What is required
Return a copy of every line in the records that includes the word "short".

*** Opening Entries supplied ***

pub mod cli;
pub mod memory;
pub mod toml_config;

use crate::app::AdminSite;
use crate::core::ConfigProvider;
use crate::utils::error::Result;
use crate::utils::validation::{
    validate_file_extension, validate_one_of, validate_path, Validate,
};
use cli::LocalStorage;
use serde::{Deserialize, Serialize};
use toml_config::{TomlConfig, LOG_FORMATS, LOG_LEVELS};

#[cfg(feature = "cli")]
use clap::{Args, Parser, Subcommand};

#[derive(Debug, Clone, Copy, Default, PartialEq, Eq, Serialize, Deserialize)]
#[cfg_attr(feature = "cli", derive(clap::ValueEnum))]
#[serde(rename_all = "lowercase")]
pub enum OutputFormat {
    #[default]
    Table,
    Csv,
}

/// Effective settings: the TOML file (if any) with command-line overrides applied.
#[derive(Debug, Clone, PartialEq, Eq)]
pub struct Settings {
    pub data_dir: String,
    pub database_file: String,
    pub log_level: Option<String>,
    pub log_format: String,
    pub default_format: OutputFormat,
    pub verbose: bool,
}

impl Settings {
    pub fn resolve(file: Option<&TomlConfig>, data_dir: Option<&str>, verbose: bool) -> Self {
        let base = file.cloned().unwrap_or_default();
        Self {
            data_dir: data_dir.unwrap_or(base.data_dir()).to_string(),
            database_file: base.database_file().to_string(),
            log_level: base.log_level().map(str::to_string),
            log_format: base.log_format().to_string(),
            default_format: base.default_format(),
            verbose,
        }
    }

    pub fn json_logs(&self) -> bool {
        self.log_format == "json"
    }
}

impl ConfigProvider for Settings {
    fn data_dir(&self) -> &str {
        &self.data_dir
    }

    fn database_file(&self) -> &str {
        &self.database_file
    }
}

impl Validate for Settings {
    fn validate(&self) -> Result<()> {
        validate_path("data_dir", &self.data_dir)?;
        validate_file_extension("database.file_name", &self.database_file, &["json"])?;
        if let Some(level) = &self.log_level {
            validate_one_of("logging.level", level, LOG_LEVELS)?;
        }
        validate_one_of("logging.format", &self.log_format, LOG_FORMATS)?;
        Ok(())
    }
}

/// Opens the admin site over the database file under `config.data_dir()`.
pub async fn open_local_site<C: ConfigProvider>(config: &C) -> Result<AdminSite<LocalStorage>> {
    let storage = LocalStorage::new(config.data_dir());
    tracing::debug!(
        "📂 Data file: {}",
        storage.base_path().join(config.database_file()).display()
    );
    AdminSite::open(storage, config.database_file()).await
}

#[cfg(feature = "cli")]
#[derive(Debug, Clone, Parser)]
#[command(name = "course-admin")]
#[command(about = "Administer students, instructors, courses and enrollments")]
pub struct CliConfig {
    /// Path to the TOML configuration file (optional)
    #[arg(short, long, default_value = "course-admin.toml")]
    pub config: String,

    /// Directory holding the database file; overrides the config file
    #[arg(long)]
    pub data_dir: Option<String>,

    #[arg(short, long, help = "Enable verbose output")]
    pub verbose: bool,

    #[command(subcommand)]
    pub command: Command,
}

#[cfg(feature = "cli")]
#[derive(Debug, Clone, Subcommand)]
pub enum Command {
    #[command(subcommand)]
    Student(StudentCommand),
    #[command(subcommand)]
    Instructor(InstructorCommand),
    #[command(subcommand)]
    Course(CourseCommand),
    #[command(subcommand)]
    Enrollment(EnrollmentCommand),
}

#[cfg(feature = "cli")]
#[derive(Debug, Clone, Args)]
pub struct ListArgs {
    /// Search terms; every term must match one of the search fields
    #[arg(long)]
    pub search: Option<String>,

    /// Exact-match filter as field=value (repeatable)
    #[arg(long = "filter")]
    pub filters: Vec<String>,

    /// Column to order by; prefix with '-' for descending
    #[arg(long, allow_hyphen_values = true)]
    pub order_by: Option<String>,

    #[arg(long, value_enum)]
    pub format: Option<OutputFormat>,
}

#[cfg(feature = "cli")]
#[derive(Debug, Clone, Args)]
pub struct StudentArgs {
    #[arg(long)]
    pub name: Option<String>,
    #[arg(long)]
    pub email: Option<String>,
    #[arg(long)]
    pub department: Option<String>,
    /// YYYY-MM-DD
    #[arg(long)]
    pub enrollment_date: Option<String>,
}

#[cfg(feature = "cli")]
#[derive(Debug, Clone, Subcommand)]
pub enum StudentCommand {
    Add(StudentArgs),
    Edit {
        id: u64,
        #[command(flatten)]
        fields: StudentArgs,
    },
    Delete {
        id: u64,
    },
    List(ListArgs),
}

#[cfg(feature = "cli")]
#[derive(Debug, Clone, Args)]
pub struct InstructorArgs {
    #[arg(long)]
    pub name: Option<String>,
    #[arg(long)]
    pub email: Option<String>,
    #[arg(long)]
    pub department: Option<String>,
    /// YYYY-MM-DD
    #[arg(long)]
    pub hire_date: Option<String>,
}

#[cfg(feature = "cli")]
#[derive(Debug, Clone, Subcommand)]
pub enum InstructorCommand {
    Add(InstructorArgs),
    Edit {
        id: u64,
        #[command(flatten)]
        fields: InstructorArgs,
    },
    Delete {
        id: u64,
    },
    List(ListArgs),
}

#[cfg(feature = "cli")]
#[derive(Debug, Clone, Args)]
pub struct CourseArgs {
    #[arg(long)]
    pub code: Option<String>,
    #[arg(long)]
    pub title: Option<String>,
    #[arg(long)]
    pub credits: Option<String>,
    /// Instructor id
    #[arg(long, conflicts_with = "no_instructor")]
    pub instructor: Option<String>,
    /// Remove the instructor from the course
    #[arg(long)]
    pub no_instructor: bool,
}

#[cfg(feature = "cli")]
#[derive(Debug, Clone, Subcommand)]
pub enum CourseCommand {
    Add(CourseArgs),
    Edit {
        id: u64,
        #[command(flatten)]
        fields: CourseArgs,
    },
    Delete {
        id: u64,
    },
    List(ListArgs),
    /// Show a course with its enrolled students
    Show {
        id: u64,
    },
    /// Enroll several students in a course at once
    Enroll {
        id: u64,
        #[arg(long = "student", required = true)]
        students: Vec<String>,
        /// YYYY-MM-DD
        #[arg(long)]
        date: String,
        #[arg(long)]
        grade: Option<String>,
    },
}

#[cfg(feature = "cli")]
#[derive(Debug, Clone, Args)]
pub struct EnrollmentArgs {
    /// Student id
    #[arg(long)]
    pub student: Option<String>,
    /// Course id
    #[arg(long)]
    pub course: Option<String>,
    /// YYYY-MM-DD
    #[arg(long)]
    pub date: Option<String>,
    #[arg(long, conflicts_with = "clear_grade")]
    pub grade: Option<String>,
    #[arg(long)]
    pub clear_grade: bool,
}

#[cfg(feature = "cli")]
#[derive(Debug, Clone, Subcommand)]
pub enum EnrollmentCommand {
    Add(EnrollmentArgs),
    Edit {
        id: u64,
        #[command(flatten)]
        fields: EnrollmentArgs,
    },
    Delete {
        id: u64,
    },
    List(ListArgs),
}

#[cfg(feature = "cli")]
impl CliConfig {
    /// Loads the config file named by `--config` and applies the flag overrides.
    pub fn settings(&self) -> Result<Settings> {
        let file = TomlConfig::from_optional_file(&self.config)?;
        if let Some(file) = &file {
            file.validate()?;
        }
        Ok(Settings::resolve(
            file.as_ref(),
            self.data_dir.as_deref(),
            self.verbose,
        ))
    }
}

*** Closing Entries supplied ***

Answer section
    #[arg(short, long, default_value = "course-admin.toml")]
    #[arg(short, long, help = "Enable verbose output")]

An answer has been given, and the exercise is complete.